The Role, Purpose, Use and Impact of Value Added Tax

Essay by hemalUniversity, Bachelor'sB+, March 2007

download word file, 7 pages 3.5

VAT was introduced in 1973 due to the UK entering the European Union as a replacement for Purchase Tax and Self Employment Tax. Like purchase tax, VAT is an indirect tax that is charged on consumer expenses. It is levied at all stages of production from raw materials to the finished good and is charged at the point of sale.

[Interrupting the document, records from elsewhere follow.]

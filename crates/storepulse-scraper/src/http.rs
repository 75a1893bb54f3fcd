//! Request plumbing shared by the JSON API sources.

use std::time::Duration;

use reqwest::{Client, Url};
use serde::de::DeserializeOwned;

use crate::error::SourceError;
use crate::pacing::Pacer;

/// Connection and pacing settings common to every HTTP source.
#[derive(Debug, Clone)]
pub struct HttpSettings {
    /// Timeout for discovery calls. Review fetches use twice this.
    pub timeout: Duration,
    pub user_agent: String,
    pub language: String,
    pub pacer: Pacer,
}

impl HttpSettings {
    #[must_use]
    pub fn new(timeout_secs: u64, user_agent: &str, language: &str, delay_ms: u64) -> Self {
        Self {
            timeout: Duration::from_secs(timeout_secs),
            user_agent: user_agent.to_string(),
            language: language.to_string(),
            pacer: Pacer::from_millis(delay_ms),
        }
    }

    #[must_use]
    pub fn review_timeout(&self) -> Duration {
        self.timeout * 2
    }

    pub(crate) fn build_client(&self) -> Result<Client, SourceError> {
        Ok(Client::builder()
            .connect_timeout(Duration::from_secs(10))
            .user_agent(&self.user_agent)
            .build()?)
    }
}

/// Join `path` onto `base_url` and append query pairs.
pub(crate) fn endpoint_url(
    base_url: &str,
    path: &str,
    query: &[(&str, &str)],
) -> Result<Url, SourceError> {
    let joined = format!("{}{path}", base_url.trim_end_matches('/'));
    let mut url = Url::parse(&joined).map_err(|e| SourceError::InvalidBaseUrl {
        base_url: base_url.to_string(),
        reason: e.to_string(),
    })?;
    if !query.is_empty() {
        url.query_pairs_mut().extend_pairs(query);
    }
    Ok(url)
}

/// GET `url` and decode a JSON body.
///
/// Any non-2xx status is an error; so is a body that does not decode as `T`.
pub(crate) async fn get_json<T: DeserializeOwned>(
    client: &Client,
    url: Url,
    headers: &[(&'static str, &str)],
    timeout: Duration,
    context: &str,
) -> Result<T, SourceError> {
    let mut request = client
        .get(url.clone())
        .timeout(timeout)
        .header(reqwest::header::ACCEPT, "application/json");
    for (name, value) in headers {
        request = request.header(*name, *value);
    }

    // Transport errors carry the request URL, query credentials included.
    let response = request.send().await.map_err(reqwest::Error::without_url)?;
    let status = response.status();
    if !status.is_success() {
        return Err(SourceError::UnexpectedStatus {
            status: status.as_u16(),
            url: redact_query(&url),
        });
    }

    let body = response
        .text()
        .await
        .map_err(reqwest::Error::without_url)?;
    serde_json::from_str::<T>(&body).map_err(|e| SourceError::Deserialize {
        context: context.to_string(),
        source: e,
    })
}

/// URL without its query string, so credentials passed as query parameters
/// never reach the logs.
fn redact_query(url: &Url) -> String {
    let mut clean = url.clone();
    clean.set_query(None);
    clean.to_string()
}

There are four categories at which all goods and services may be split into and VAT is charged accordingly. The current 'standard rate' in the UK stands at 17.5%, which is applied to most purchases. Some goods and services have a 'reduced rate' of VAT at 5%, for instance electricity. Certain goods and services are 'VAT exempt', such as health services, rent and insurance. Finally, various products may have a 'zero rate' where they count towards taxable turnover, but have no VAT charges. Examples of such products include children's clothing, books and magazines, prescription drugs and charity.

Individuals or companies with an annual turnover over a certain value from taxable supplies, which currently stands at $58,000, needs to apply for VAT registration with HM Revenue & Customs as a 'taxable person', which can be an individual or partnership, company, club, association or charity. Once registered, a taxable person is charged VAT whenever a 'taxable supply' of goods or services is made. Companies supplying only VAT-exempt products cannot register for VAT whereas companies supplying zero-rated products have to apply as the supplies are VAT rated but at 0%. Once registered, you will be sent forms about 3 weeks before a tax period. A tax period is the length of time between VAT returns, which is usually a quarter. The VAT returns will need to be submitted within one month of the end of the tax period along with any VAT payable.